L’administration étasunienne se trouvait devant un problème insoluble. Le Conseil de sécurité nationale avait approuvé à l’une de ses dernières réunions sous Bush un rapport dans lequel il était signalé : « …les USA ne pourront se maintenir en Afghanistan s’ils ne règlent pas trois gros problèmes : améliorer la gouvernance, diminuer la corruption et éliminer les sanctuaires des talibans. » 

On pourrait ajouter que le problème était plus grave compte tenu des engagements politiques et militaires des États-Unis avec le Pakistan, un pays possédant des armes atomiques dont la stabilité, soumise à des tensions de nature ethnique, a été ébranlée par la guerre aventurière de Bush en Afghanistan. Ces deux pays partagent des centaines de kilomètres de frontières montagneuses, où les populations de même origine sont attaquées et massacrées par des drones. Les troupes de l’OTAN, dont le moral s’effondre de jour en jour,  ne pourront pas gagner cette guerre.

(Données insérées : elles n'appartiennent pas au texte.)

use chrono::{DateTime, Utc};
use serde::{Deserialize, Serialize};

use crate::identifiers::{LearnerId, Level};

/// Lifecycle state of a (learner, level) assignment.
#[derive(Debug, Clone, Copy, PartialEq, Eq, Hash, Serialize, Deserialize)]
#[serde(rename_all = "lowercase")]
pub enum StatusKind {
    /// No assignment yet.
    None,
    /// Assigned, awaiting evidence.
    Provisional,
    /// Certified. Terminal for the pair.
    Confirmed,
    /// Lapsed through inactivity; recoverable via the return flow.
    Dormant,
}

impl StatusKind {
    /// Stable lowercase name.
    pub fn as_str(self) -> &'static str {
        match self {
            StatusKind::None => "none",
            StatusKind::Provisional => "provisional",
            StatusKind::Confirmed => "confirmed",
            StatusKind::Dormant => "dormant",
        }
    }
}

impl std::fmt::Display for StatusKind {
    fn fmt(&self, f: &mut std::fmt::Formatter<'_>) -> std::fmt::Result {
        f.write_str(self.as_str())
    }
}

/// Point-in-time values of the four dimensions.
#[derive(Debug, Clone, Copy, PartialEq, Default, Serialize, Deserialize)]
pub struct DimensionSnapshot {
    /// Fraction of below-level foundation checks passed, two decimals.
    pub foundation_score: f64,
    /// Distinct context tags passed at elevated difficulty.
    pub breadth_count: u32,
    /// Passed curveball scenarios.
    pub depth_count: u32,
    /// Whether the capstone requirement is met.
    pub application_passed: bool,
}

/// One row per (learner, level): lifecycle state plus cached dimension values.
///
/// The cached fields are a materialised view of the ledger as of the last
/// promotion evaluation. Only the evaluator refreshes them.
#[derive(Debug, Clone, PartialEq, Serialize, Deserialize)]
pub struct VerificationStatus {
    /// Learner.
    pub learner_id: LearnerId,
    /// Level the row certifies.
    pub target_level: Level,
    /// Lifecycle state.
    pub status: StatusKind,
    /// Cached foundation score.
    pub foundation_score: f64,
    /// Cached breadth count.
    pub breadth_count: u32,
    /// Cached depth count.
    pub depth_count: u32,
    /// Cached application flag.
    pub application_passed: bool,
    /// When the row became confirmed.
    #[serde(default, skip_serializing_if = "Option::is_none")]
    pub confirmed_at: Option<DateTime<Utc>>,
    /// Last scored activity for this level.
    pub last_activity_at: DateTime<Utc>,
    /// Write counter used for optimistic concurrency.
    #[serde(default)]
    pub revision: u64,
}

impl VerificationStatus {
    /// A freshly placed row: provisional, caches zeroed, active now.
    pub fn placed(learner_id: LearnerId, target_level: Level, now: DateTime<Utc>) -> Self {
        Self {
            learner_id,
            target_level,
            status: StatusKind::Provisional,
            foundation_score: 0.0,
            breadth_count: 0,
            depth_count: 0,
            application_passed: false,
            confirmed_at: None,
            last_activity_at: now,
            revision: 0,
        }
    }

    /// Returns the cached dimension values.
    pub fn snapshot(&self) -> DimensionSnapshot {
        DimensionSnapshot {
            foundation_score: self.foundation_score,
            breadth_count: self.breadth_count,
            depth_count: self.depth_count,
            application_passed: self.application_passed,
        }
    }

    /// Overwrites the cached dimension values.
    pub fn refresh_cache(&mut self, snapshot: &DimensionSnapshot) {
        self.foundation_score = snapshot.foundation_score;
        self.breadth_count = snapshot.breadth_count;
        self.depth_count = snapshot.depth_count;
        self.application_passed = snapshot.application_passed;
    }

    /// Whole days since the last activity (zero if the clock went backwards).
    pub fn inactive_days(&self, now: DateTime<Utc>) -> i64 {
        (now - self.last_activity_at).num_days().max(0)
    }

    /// True once the row is certified.
    pub fn is_confirmed(&self) -> bool {
        self.status == StatusKind::Confirmed
    }
}

#[cfg(test)]
mod tests {
    use super::*;
    use chrono::{Duration, TimeZone};

    #[test]
    fn placed_row_is_provisional_and_zeroed() {
        let now = Utc.with_ymd_and_hms(2024, 3, 1, 12, 0, 0).unwrap();
        let row = VerificationStatus::placed(LearnerId::parse("l1").unwrap(), 2, now);
        assert_eq!(row.status, StatusKind::Provisional);
        assert_eq!(row.snapshot(), DimensionSnapshot::default());
        assert_eq!(row.last_activity_at, now);
        assert!(row.confirmed_at.is_none());
    }

    #[test]
    fn inactive_days_counts_whole_days() {
        let now = Utc.with_ymd_and_hms(2024, 3, 1, 12, 0, 0).unwrap();
        let mut row = VerificationStatus::placed(LearnerId::parse("l1").unwrap(), 2, now);
        row.last_activity_at = now - Duration::hours(24 * 31 - 1);
        assert_eq!(row.inactive_days(now), 30);
        row.last_activity_at = now + Duration::days(2);
        assert_eq!(row.inactive_days(now), 0);
    }
}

Aucune armée ne se peut se déplacer sans d’énormes quantités de carburant, d’aliments et de munitions. La lutte des Afghans et des Pakistanais d’un côté et de l’autre de la frontière a mis à jour le défaut de la cuirasse des troupes sophistiquées des USA et de l’Europe. Les longues routes d’approvisionnements deviennent des cimetières pour les camions et les citernes énormes qui s’occupent de cette tâche. Les drones, les communications les plus modernes, les armes classiques, radioélectriques, voire atomiques, les plus perfectionnées, sont de trop.

Mais le problème et bien plus grave que ce qu’en disent ces lignes.

Je continue de reproduire la synthèse de l’ouvrage spectaculaire de Woodward :

 « CHAPITRE 8

« Jack Keane, général à la retraite, avertit Hillary Clinton dont il est un proche, que la stratégie suivie en Afghanistan est incorrecte, que le grand nombre de victimes ne permettra pas de mettre fin à l’insurrection, que ça a même un effet contraire, que la seule issue est une offensive contre-insurrectionnelle intense pour protéger les Afghans. McKiernan n’a pas de contact avec les gouverneurs de province. Selon Keane, on recourt beaucoup à la lutte antiterroriste, mais la stratégie contre-insurrectionnelle ne suit pas.

« Keane lui propose de remplacer McKiernan par le lieutenant-général Lloyd Austin III, le commandant en second en Iraq, et lui propose aussi McChrystal, qui est sans doute, à ses yeux, le meilleur candidat.

« McChrystal a organisé de bonnes campagnes antiterroristes en Iraq, mais ses succès tactiques ne se traduisent pas par des victoires stratégiques. D’où la nécessité de la contre-insurrection.

« CHAPITRE 9

« Quand la commission du renseignement du Sénat interroge Leon Panetta pour le confirmer comme nouveau directeur de la CIA, celui-ci affirme que l’Agence n’enverra plus les prétendus terroristes dans d’autres pays pour qu’ils y soient torturés, car les ordres exécutifs du nouveau président l’interdisaient. Il soupçonne que la CIA envoie des gens dans d’autres pays pour qu’ils y soient interrogés selon des techniques qui "violent nos normes".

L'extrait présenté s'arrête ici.